Kaum Mundschutz oder Handschuhe gegen Coronavirus: Weiterhin kaum Vorsichtsmaßnahmen an Berlins Flughäfen

Kein Fiebermessen, kein Mundschutz, lasche Kontrollen. Unsere Autorin ist durch Asien gereist und wundert sich, wie locker das Thema in Berlin genommen wird.

Vier Polizisten warten auf dem Rollfeld, als ich mit einer Maschine aus Moskau am Flughafen Tegel lande. Ich war mehrere Wochen durch Südostasien gereist, hatte Deutschland verlassen, als das Coronavirus noch fern schien. In Russland ignoriert man das Virus einfach komplett. Jetzt denke ich: Ich bin froh, wie gut wir in Deutschland organisiert sind.

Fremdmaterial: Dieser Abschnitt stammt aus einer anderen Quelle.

/*
Euclidean Rhythms
=================

A Euclidean rhythm spreads `fills` hits as evenly as possible over `steps`
slots. The classic tresillo is E(3, 8):

    x . . x . . x .

Bucket algorithm
----------------

Walk the slots once, pouring `fills` into a bucket each step. Whenever the
bucket holds at least `steps`, empty `steps` out of it and mark a hit.

    steps = 8, fills = 3

    step    0  1  2  3  4  5  6  7
    pour    3  6  9  4  7  10 5  8
    keep    3  6  1  4  7  2  5  0
    hit     .  .  x  .  .  x  .  x

That is the same rhythm as the tresillo, rotated. Rotation shifts the result
cyclically to the right by `rotation mod steps`, so rotating by `r` and then
by `steps - r` gives back the original.

The pattern is always rebuilt from scratch; a `PatternState` is never edited
in place.
*/

/// A Euclidean rhythm and the parameters that produced it.
#[derive(Debug, Clone, PartialEq, Eq)]
pub struct PatternState {
    pub steps: usize,
    pub fills: usize,
    pub rotation: usize,
    pub bits: Vec<bool>,
}

impl PatternState {
    pub fn new(steps: usize, fills: usize, rotation: usize) -> Self {
        let bits = euclid(steps, fills, rotation);
        Self {
            steps,
            fills: fills.min(steps),
            rotation: if steps == 0 { 0 } else { rotation % steps },
            bits,
        }
    }

    /// Whether slot `position` (wrapped) is a hit.
    pub fn hit(&self, position: usize) -> bool {
        if self.bits.is_empty() {
            return false;
        }
        self.bits[position % self.bits.len()]
    }

    pub fn hits(&self) -> usize {
        self.bits.iter().filter(|b| **b).count()
    }
}

/// Evenly distribute `fills` hits over `steps` slots, rotated right by
/// `rotation`. `fills` larger than `steps` saturates.
pub fn euclid(steps: usize, fills: usize, rotation: usize) -> Vec<bool> {
    if steps == 0 {
        return Vec::new();
    }
    let fills = fills.min(steps);
    let mut bucket = 0;
    let mut bits = Vec::with_capacity(steps);
    for _ in 0..steps {
        bucket += fills;
        if bucket >= steps {
            bucket -= steps;
            bits.push(true);
        } else {
            bits.push(false);
        }
    }
    rotate(&mut bits, rotation);
    bits
}

/// Rotate a pattern right by `rotation mod len`.
pub fn rotate(bits: &mut [bool], rotation: usize) {
    if bits.is_empty() {
        return;
    }
    let r = rotation % bits.len();
    bits.rotate_right(r);
}

/// Render a pattern as `x . . x` for logs and the UI.
pub fn pattern_string(bits: &[bool]) -> String {
    bits.iter()
        .map(|hit| if *hit { 'x' } else { '.' })
        .collect()
}

#[cfg(test)]
mod tests {
    use super::*;

    #[test]
    fn tresillo() {
        assert_eq!(pattern_string(&euclid(8, 3, 0)), "..x..x.x");
    }

    #[test]
    fn fill_count_is_exact() {
        for steps in 0..=32 {
            for fills in 0..=steps {
                let bits = euclid(steps, fills, 0);
                assert_eq!(bits.len(), steps);
                assert_eq!(bits.iter().filter(|b| **b).count(), fills);
            }
        }
    }

    #[test]
    fn rotation_is_cyclic_and_invertible() {
        for steps in 1..=24 {
            for fills in 0..=steps {
                let base = euclid(steps, fills, 0);
                for r in 0..steps {
                    let mut bits = euclid(steps, fills, r);
                    rotate(&mut bits, steps - r);
                    assert_eq!(bits, base, "E({fills},{steps}) r={r}");
                }
                assert_eq!(euclid(steps, fills, steps), base);
            }
        }
    }

    #[test]
    fn hits_are_maximally_even() {
        let bits = euclid(16, 4, 0);
        let positions: Vec<usize> = (0..16).filter(|i| bits[*i]).collect();
        let gaps: Vec<usize> = positions.windows(2).map(|w| w[1] - w[0]).collect();
        assert!(gaps.iter().all(|g| *g == 4));
    }

    #[test]
    fn overfull_and_empty_patterns() {
        assert_eq!(euclid(4, 9, 0), vec![true; 4]);
        assert!(euclid(0, 3, 2).is_empty());
        let state = PatternState::new(0, 0, 5);
        assert!(!state.hit(3));
    }

    #[test]
    fn state_wraps_positions() {
        let state = PatternState::new(8, 3, 1);
        assert_eq!(state.rotation, 1);
        assert_eq!(state.hits(), 3);
        assert_eq!(state.hit(0), state.hit(8));
        assert_eq!(pattern_string(&state.bits), "x..x..x.");
    }
}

Aber die Beamten fragen mich nicht, ob ich aus einem Risikogebiet komme, fragen nicht, ob ich Symptome habe, die auf eine Infektion hindeuten. Die Beamten schauen nur, ob ich einen deutschen Pass habe.

Irritiert steige ich in den Bus, der zur Abfertigungshalle fährt. Auch dort: Keine Kontrollen, keine Fragen. Meinen Pass scanne ich selbst, am Gepäckband hole ich meinen Rucksack. Ich bin zu Hause – sicher fühle ich mich nicht.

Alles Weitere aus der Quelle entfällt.